Stored items
==========

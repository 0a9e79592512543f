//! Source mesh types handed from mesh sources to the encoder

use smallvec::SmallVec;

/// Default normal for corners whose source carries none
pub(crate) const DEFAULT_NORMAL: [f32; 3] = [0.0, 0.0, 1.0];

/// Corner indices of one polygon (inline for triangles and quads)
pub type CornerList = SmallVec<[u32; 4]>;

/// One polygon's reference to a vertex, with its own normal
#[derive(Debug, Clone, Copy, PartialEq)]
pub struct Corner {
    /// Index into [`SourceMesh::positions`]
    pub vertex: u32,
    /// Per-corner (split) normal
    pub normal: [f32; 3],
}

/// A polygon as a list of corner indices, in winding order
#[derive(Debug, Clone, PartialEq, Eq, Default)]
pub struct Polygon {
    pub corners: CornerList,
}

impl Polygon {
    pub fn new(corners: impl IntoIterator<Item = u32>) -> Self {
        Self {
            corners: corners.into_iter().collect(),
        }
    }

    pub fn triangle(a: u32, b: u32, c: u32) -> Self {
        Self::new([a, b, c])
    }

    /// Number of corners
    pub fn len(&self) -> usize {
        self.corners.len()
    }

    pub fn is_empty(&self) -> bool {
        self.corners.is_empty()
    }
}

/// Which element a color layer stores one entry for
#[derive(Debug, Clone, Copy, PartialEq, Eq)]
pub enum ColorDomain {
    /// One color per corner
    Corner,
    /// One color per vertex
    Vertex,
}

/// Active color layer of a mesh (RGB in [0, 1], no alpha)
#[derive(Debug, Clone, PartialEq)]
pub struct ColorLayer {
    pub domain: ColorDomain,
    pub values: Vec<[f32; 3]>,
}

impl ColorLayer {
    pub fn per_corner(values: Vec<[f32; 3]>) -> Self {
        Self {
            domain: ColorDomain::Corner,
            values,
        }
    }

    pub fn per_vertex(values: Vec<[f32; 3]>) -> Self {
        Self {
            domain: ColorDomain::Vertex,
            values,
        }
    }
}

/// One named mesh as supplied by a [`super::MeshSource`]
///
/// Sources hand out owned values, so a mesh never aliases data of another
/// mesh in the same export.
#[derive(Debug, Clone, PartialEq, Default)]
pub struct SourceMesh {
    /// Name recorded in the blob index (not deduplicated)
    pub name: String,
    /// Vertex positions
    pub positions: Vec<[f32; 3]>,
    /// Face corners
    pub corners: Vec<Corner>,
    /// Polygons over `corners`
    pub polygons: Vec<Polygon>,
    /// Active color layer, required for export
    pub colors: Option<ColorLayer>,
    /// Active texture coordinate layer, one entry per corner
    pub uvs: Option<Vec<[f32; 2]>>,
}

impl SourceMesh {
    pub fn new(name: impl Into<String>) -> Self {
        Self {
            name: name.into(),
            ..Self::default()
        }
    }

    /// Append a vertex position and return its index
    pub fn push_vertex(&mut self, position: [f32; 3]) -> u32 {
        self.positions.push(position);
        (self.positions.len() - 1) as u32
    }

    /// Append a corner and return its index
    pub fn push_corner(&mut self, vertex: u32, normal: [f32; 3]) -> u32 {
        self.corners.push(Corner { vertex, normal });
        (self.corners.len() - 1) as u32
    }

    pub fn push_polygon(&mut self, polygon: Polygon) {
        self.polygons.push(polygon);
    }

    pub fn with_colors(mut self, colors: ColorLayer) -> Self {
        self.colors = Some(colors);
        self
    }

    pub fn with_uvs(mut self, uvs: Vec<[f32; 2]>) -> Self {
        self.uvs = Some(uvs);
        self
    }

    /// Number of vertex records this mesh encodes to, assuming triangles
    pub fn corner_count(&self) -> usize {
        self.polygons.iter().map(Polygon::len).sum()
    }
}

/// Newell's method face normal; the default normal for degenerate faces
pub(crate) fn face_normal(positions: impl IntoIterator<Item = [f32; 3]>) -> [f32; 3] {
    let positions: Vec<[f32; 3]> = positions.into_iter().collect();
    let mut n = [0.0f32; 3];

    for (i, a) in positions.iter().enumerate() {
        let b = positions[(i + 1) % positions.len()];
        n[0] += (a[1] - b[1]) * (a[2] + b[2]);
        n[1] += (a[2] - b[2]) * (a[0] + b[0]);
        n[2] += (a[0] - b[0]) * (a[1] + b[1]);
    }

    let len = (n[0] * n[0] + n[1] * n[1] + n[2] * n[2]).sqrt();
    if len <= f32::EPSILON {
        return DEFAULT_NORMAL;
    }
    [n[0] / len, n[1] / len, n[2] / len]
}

==========

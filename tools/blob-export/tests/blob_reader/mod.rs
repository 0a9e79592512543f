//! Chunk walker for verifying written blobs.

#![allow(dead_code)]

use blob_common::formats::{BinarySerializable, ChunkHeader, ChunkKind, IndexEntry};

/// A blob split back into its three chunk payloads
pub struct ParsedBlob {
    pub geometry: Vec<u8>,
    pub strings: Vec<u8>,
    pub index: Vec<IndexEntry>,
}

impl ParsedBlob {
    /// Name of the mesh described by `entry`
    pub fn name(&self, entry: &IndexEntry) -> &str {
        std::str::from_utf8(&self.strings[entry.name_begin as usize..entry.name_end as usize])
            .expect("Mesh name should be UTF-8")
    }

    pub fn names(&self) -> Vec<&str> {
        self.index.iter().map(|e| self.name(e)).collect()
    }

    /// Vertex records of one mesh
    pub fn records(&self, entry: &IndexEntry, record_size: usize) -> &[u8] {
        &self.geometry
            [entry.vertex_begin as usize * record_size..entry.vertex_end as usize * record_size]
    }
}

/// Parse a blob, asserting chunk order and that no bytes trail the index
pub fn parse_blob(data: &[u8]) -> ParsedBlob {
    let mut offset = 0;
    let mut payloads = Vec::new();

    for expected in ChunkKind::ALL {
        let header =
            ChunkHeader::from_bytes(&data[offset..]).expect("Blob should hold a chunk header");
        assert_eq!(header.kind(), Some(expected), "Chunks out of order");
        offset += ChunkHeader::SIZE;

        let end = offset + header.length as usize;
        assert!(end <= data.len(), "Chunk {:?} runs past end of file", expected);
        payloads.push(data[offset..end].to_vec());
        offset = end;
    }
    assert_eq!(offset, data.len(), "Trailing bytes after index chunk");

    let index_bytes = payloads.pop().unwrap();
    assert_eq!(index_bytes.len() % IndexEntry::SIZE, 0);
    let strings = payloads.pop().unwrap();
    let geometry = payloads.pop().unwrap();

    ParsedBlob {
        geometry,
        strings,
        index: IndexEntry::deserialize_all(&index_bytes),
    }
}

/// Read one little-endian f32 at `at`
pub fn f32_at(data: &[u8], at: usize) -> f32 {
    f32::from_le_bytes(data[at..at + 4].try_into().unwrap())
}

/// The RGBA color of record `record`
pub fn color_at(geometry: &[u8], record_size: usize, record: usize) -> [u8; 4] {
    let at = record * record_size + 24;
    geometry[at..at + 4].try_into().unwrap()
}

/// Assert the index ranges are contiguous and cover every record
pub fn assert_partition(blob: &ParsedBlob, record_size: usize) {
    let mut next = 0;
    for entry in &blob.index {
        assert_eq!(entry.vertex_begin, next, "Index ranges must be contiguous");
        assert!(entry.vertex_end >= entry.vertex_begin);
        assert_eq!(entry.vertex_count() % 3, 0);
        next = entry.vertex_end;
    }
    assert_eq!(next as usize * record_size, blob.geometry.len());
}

==========

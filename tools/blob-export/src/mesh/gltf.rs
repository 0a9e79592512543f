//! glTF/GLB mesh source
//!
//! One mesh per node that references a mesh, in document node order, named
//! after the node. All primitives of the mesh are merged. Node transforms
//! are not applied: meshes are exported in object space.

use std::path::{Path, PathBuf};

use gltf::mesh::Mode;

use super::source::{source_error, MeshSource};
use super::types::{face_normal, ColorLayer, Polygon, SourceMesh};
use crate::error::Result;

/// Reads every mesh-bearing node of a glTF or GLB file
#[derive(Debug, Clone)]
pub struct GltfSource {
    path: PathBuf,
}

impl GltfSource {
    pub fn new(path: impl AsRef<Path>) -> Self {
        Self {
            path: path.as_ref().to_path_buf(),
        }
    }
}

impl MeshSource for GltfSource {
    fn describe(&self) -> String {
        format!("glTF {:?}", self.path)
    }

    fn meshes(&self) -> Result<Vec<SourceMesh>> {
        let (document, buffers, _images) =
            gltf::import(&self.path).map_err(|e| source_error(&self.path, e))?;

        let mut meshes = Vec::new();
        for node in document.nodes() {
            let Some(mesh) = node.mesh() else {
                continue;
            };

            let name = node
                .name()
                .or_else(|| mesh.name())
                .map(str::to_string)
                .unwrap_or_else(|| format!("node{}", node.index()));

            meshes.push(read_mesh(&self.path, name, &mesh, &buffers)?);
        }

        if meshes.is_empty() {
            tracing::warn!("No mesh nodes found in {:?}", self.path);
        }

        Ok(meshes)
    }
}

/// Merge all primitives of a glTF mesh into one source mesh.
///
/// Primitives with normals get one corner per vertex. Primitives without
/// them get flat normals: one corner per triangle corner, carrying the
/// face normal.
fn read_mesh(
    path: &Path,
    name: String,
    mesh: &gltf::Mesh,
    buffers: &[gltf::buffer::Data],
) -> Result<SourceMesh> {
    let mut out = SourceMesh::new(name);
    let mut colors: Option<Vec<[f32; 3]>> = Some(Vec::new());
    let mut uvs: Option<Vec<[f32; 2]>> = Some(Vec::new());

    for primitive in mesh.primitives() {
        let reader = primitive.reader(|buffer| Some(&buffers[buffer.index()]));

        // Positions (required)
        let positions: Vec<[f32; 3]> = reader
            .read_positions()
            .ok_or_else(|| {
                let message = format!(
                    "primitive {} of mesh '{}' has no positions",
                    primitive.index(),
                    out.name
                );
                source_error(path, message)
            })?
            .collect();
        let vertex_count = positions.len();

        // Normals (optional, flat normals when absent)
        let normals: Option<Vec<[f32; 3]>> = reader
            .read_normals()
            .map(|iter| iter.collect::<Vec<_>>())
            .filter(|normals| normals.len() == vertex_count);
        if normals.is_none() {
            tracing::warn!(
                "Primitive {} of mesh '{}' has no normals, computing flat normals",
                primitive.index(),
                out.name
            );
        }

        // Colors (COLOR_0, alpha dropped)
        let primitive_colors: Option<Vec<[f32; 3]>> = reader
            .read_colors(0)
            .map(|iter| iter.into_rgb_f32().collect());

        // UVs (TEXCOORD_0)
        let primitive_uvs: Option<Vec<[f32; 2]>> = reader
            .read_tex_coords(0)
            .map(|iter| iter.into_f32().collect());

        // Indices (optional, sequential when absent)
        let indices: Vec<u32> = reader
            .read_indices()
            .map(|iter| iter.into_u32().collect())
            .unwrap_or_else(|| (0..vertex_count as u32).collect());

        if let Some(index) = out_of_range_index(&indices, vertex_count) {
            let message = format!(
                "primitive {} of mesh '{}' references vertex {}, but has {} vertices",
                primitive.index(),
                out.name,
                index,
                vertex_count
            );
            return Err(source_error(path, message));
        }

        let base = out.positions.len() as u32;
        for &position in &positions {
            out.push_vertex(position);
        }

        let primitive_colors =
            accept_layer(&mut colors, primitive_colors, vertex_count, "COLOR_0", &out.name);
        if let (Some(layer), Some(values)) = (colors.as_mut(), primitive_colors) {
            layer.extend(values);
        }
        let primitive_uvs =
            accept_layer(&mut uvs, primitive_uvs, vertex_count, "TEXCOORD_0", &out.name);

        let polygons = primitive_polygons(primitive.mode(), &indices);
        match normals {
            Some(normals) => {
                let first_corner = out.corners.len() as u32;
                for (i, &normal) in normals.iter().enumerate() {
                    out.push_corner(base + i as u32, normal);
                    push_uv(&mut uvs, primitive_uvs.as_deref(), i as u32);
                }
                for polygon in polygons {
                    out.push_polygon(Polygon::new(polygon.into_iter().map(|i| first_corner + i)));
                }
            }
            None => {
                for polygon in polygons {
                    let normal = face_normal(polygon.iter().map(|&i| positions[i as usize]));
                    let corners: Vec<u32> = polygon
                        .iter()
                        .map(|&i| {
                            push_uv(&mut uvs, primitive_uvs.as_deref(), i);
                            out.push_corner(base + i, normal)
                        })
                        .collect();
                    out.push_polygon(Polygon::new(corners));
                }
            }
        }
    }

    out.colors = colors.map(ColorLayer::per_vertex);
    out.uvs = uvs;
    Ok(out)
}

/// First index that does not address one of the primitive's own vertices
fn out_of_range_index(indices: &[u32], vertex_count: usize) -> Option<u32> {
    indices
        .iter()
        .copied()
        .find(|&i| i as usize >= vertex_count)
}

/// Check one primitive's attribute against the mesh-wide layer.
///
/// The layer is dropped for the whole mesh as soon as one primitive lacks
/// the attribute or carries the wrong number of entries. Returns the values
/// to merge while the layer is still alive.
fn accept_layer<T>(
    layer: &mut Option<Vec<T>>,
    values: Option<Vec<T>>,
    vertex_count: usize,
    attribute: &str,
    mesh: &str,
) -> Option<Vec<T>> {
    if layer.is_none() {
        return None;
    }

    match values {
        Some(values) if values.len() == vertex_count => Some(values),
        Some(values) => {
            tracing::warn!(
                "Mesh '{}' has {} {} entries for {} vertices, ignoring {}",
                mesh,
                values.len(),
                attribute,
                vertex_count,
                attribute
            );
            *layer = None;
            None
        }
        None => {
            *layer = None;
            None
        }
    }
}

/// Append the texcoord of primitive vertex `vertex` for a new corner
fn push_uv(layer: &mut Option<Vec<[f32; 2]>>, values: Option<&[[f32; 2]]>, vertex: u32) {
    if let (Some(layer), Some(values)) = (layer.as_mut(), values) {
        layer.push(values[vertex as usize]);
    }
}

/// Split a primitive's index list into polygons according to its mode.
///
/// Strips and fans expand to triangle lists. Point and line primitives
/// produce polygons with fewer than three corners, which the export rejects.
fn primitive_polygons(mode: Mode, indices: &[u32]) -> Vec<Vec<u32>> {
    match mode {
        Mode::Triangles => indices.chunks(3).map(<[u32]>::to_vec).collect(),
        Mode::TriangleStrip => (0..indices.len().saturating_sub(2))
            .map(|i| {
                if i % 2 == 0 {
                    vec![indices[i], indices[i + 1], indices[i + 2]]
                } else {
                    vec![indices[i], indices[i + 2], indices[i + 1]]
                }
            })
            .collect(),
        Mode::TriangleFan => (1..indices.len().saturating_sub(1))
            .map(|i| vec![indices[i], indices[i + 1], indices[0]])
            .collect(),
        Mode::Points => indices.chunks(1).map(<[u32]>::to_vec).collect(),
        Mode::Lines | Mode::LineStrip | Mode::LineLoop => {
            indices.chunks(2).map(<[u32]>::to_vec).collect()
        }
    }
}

==========

REQUIREMENT
Where does the string "absent" appear in the records above? Show every line that holds it.

REPLY TO THE TASK
        // Normals (optional, flat normals when absent)
        // Indices (optional, sequential when absent)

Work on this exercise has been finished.